BACKGROUND OF THE INVENTION 
1. Field of the Invention 
This invention relates generally to a process for separating air by 
pressure swing adsorption and, more specifically, for recovering oxygen at 
an elevated pressure without requiring product compression. 
2. Description of the Prior Art 
In the prior art pressure swing processes for air separation, the cycle 
sequence usually includes a selective adsorption step during which 
compressed air is introduced at the adsorbent bed inlet, or feed end, 
thereby forming a nitrogen adsorption front, nitrogen being selectively 
adsorbed by adsorbents as, for example, zeolitic molecular sieves. Oxygen 
is also coadsorbed but substantially displaced by the more strongly held 
nitrogen adsorbate. Oxygen effluent gas is discharged from the opposite 
discharge, or product end of the bed, at about the feed air pressure and 
the nitrogen adsorption front moves progressively toward the product end. 
The adsorption step is terminated when the front is intermediate the feed 
and product ends, and the bed is co-currently de-pressurized with oxygen 
effluent being released from the product end and the nitrogen adsorption 
front moving into the previously unloaded section closer to the product 
end. The co-current de-pressurization gas may in part be discharged as 
oxygen product and in part returned to other adsorbent beds for a variety 
of purposes, for example, purging and pressure equalization with a purged 
bed for partial re-pressurization thereof. Co-current de-pressurization is 
terminated before the front reaches the product end so that the oxygen 
purity of the effluent is nearly that of the gas discharged during the 
preceding adsorption step. 
The term "co-current flow" through an adsorbent bed represents the flow of 
gas in the direction of the air feed flow through the same bed. In 
contrast, counter-current flow through an adsorbent bed represents the 
flow of gas in a direction opposite that of the air feed flow. 
The co-currently de-pressurized bed is usually further de-pressurized by 
releasing waste gas through the feed end, i.e. countercurrently 
de-pressurized, until the bed pressure diminishes to a desired low level 
for purging. Then oxygen purge gas is caused to flow through the bed to 
desorb the nitrogen adsorbate and carry it out of the system. The purged 
and at least partly cleaned bed is then re-pressurized at least partly 
with oxygen and/or feed air and returned to the adsorption step. 
SUMMARY OF THE INVENTION 
The present invention relates to such a pressure swing process for air 
separation and serves to produce concentrated gaseous oxygen at an 
elevated pressure without the requirement of further compression of the 
gaseous oxygen product. The process comprises the steps of compressing the 
feed air to a pressure in the range of approximately 45 psig to 105 psig, 
preheating the feed air to each of the adsorption beds to a temperature in 
the range of approximately 100.degree. F. to 200.degree. F., then 
directing flow of the feed air cyclically into and through at least two 
crystalline zeolite molecular sieve adsorption beds for selectively 
adsorbing at least nitrogen therein. In this manner, oxygen having a 
purity of approximately 88% to 95% at a recovery of approximately 30% to 
45% and a bed size factor in the range of 2,500 pounds to 4,000 pounds of 
adsorbent per ton per day of oxygen can be delivered to a receptor tank at 
an elevated pressure of approximately 40 psig to 100 psig. 
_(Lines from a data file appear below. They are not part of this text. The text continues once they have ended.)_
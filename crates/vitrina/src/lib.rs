//! Vitrina: browser acceptance testing for the Aeons storefront
//!
//! Vitrina (Spanish: "shop window") drives the storefront through page
//! objects and a sentence-based step catalogue, so acceptance scenarios
//! read as plain scripts and run against either a real Chromium session
//! or an in-memory mock.
//!
//! # Architecture
//!
//! ```text
//! ┌──────────────────────────────────────────────────────────────┐
//! │                    VITRINA Architecture                       │
//! ├──────────────────────────────────────────────────────────────┤
//! │  ┌──────────┐   ┌──────────┐   ┌──────────┐   ┌──────────┐  │
//! │  │ Scenario │   │ Step     │   │ Page     │   │ Driver   │  │
//! │  │ Script   │──►│ Catalog  │──►│ Objects  │──►│ (CDP or  │  │
//! │  │ (text)   │   │ (regex)  │   │ (Session)│   │  mock)   │  │
//! │  └──────────┘   └──────────┘   └──────────┘   └──────────┘  │
//! └──────────────────────────────────────────────────────────────┘
//! ```
//!
//! The `browser` feature gates the Chromium driver; everything else,
//! including [`mock::MockDriver`], compiles without it.

#![warn(missing_docs)]
// Lints are configured in workspace Cargo.toml [workspace.lints.clippy]
#![cfg_attr(test, allow(clippy::large_stack_arrays, clippy::large_stack_frames))]

pub mod context;
pub mod driver;
pub mod locator;
pub mod mock;
pub mod pages;
pub mod result;
pub mod runner;
pub mod scenario;
pub mod session;
pub mod steps;
pub mod wait;

pub use context::ScenarioContext;
pub use driver::{Driver, DriverConfig};
pub use locator::{Locator, LocatorOptions, Selector};
pub use pages::{
    parse_price, CartPage, CheckoutForm, CheckoutPage, MainPage, Page, ProductPage, SizeOption,
};
pub use result::{VitrinaError, VitrinaResult};
pub use runner::{RunReport, ScenarioReport, ScenarioRunner, StepOutcome, StepReport};
pub use scenario::{Feature, Scenario, StepKeyword, StepLine};
pub use session::Session;
pub use steps::{catalogue, StepArgs, StepRegistry};
pub use wait::{wait_until, WaitOptions};

#[cfg(feature = "browser")]
pub use driver::CdpDriver;
//! Landing page.

use async_trait::async_trait;

use super::Page;
use crate::locator::Locator;
use crate::result::VitrinaResult;
use crate::session::Session;

/// Page object for the storefront landing page.
#[derive(Debug, Clone)]
pub struct MainPage {
    session: Session,
    shop_now_button: Locator,
}

impl MainPage {
    /// Where the landing page lives
    pub const URL: &'static str = "https://aeonstest.info/";

    /// Bind a main page to the shared session
    pub fn new(session: Session) -> Self {
        Self {
            session,
            shop_now_button: Locator::css("a.btn[href='/range']"),
        }
    }

    /// Click the SHOP NOW call-to-action
    pub async fn click_shop_now(&self) -> VitrinaResult<()> {
        self.session.click(&self.shop_now_button).await
    }
}

#[async_trait]
impl Page for MainPage {
    fn session(&self) -> &Session {
        &self.session
    }

    fn url(&self) -> &str {
        Self::URL
    }

    fn ready_marker(&self) -> Locator {
        self.shop_now_button.clone()
    }
}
The objective of the invention is to produce about 93% purity oxygen 
through the pressure swing adsorption process with product produced at 
pressures exceeding 70 psig with recoveries of at least 35% and small bed 
size factors of less than 3,500. As noted, no product compressor is to be 
used to achieve this final product pressure. 
The above objectives could be met with known prior art provided the product 
pressure was kept under 45 psig. However, heretofore, when product 
pressure in the range of over 70 psig was desired without using product 
compression, the known system required high feed air pressure of about 100 
psig with air compression ratio of over 7. This, in turn, exacerbated the 
adverse thermal gradients in the adsorbent beds making it difficult to 
achieve the desired combination of high product pressure and purity, good 
product recovery, and small bed size factors. 
A significant advance in the state of the art occurred with the advent of 
U.S. Pat. No. 3,673,931 to J. J. Collins entitled "Air Separation by 
Adsorption". Collins recognized that the adsorbent beds experience a 
sharply depressed temperature zone at the inlet or feed end of the 
adsorption bed due mainly to the desorption of air contaminants such as 
CO.sub.2 and moisture, especially when high O.sub.2 recovery is desired. 
His proposed solution was to heat the inlet end of the bed to achieve high 
air feed temperatures (below 175.degree. F.), preferably between 
100.degree. F. and 150.degree. F. to mitigate the average temperature 
depression in the bed. He achieved product O.sub.2 purity of about 90% 
with recovery of 55% at a product pressure of 40 psig using a bed size 
factor of about 4,800 pounds of sieve per tons per day (TPD) of oxygen 
product. 
The Collins teachings considered four, three, and two bed systems and 
required about 1,200 pounds of sieve per bed for a 4-bed system. Using a 
3-bed cycle, Collins achieved bed size factors of over 5,500 pounds per 
ton of oxygen produced. Although no figures are provided for a two-bed 
process, the bed size factors achieved by the present invention of 3,000 
to 3,500 pounds per ton of oxygen produced are a significant improvement 
over the Collins system Collins' figures were achieved with a feed 
dewpoint of -40.degree. F. and with the CO.sub.2 removed, while a much 
higher product pressure of about 70 psig has been achieved according to 
the present invention using a lower bed-size-factor (BSF) and with a much 
higher dewpoint of +40.degree. F. and without removing CO.sub.2. 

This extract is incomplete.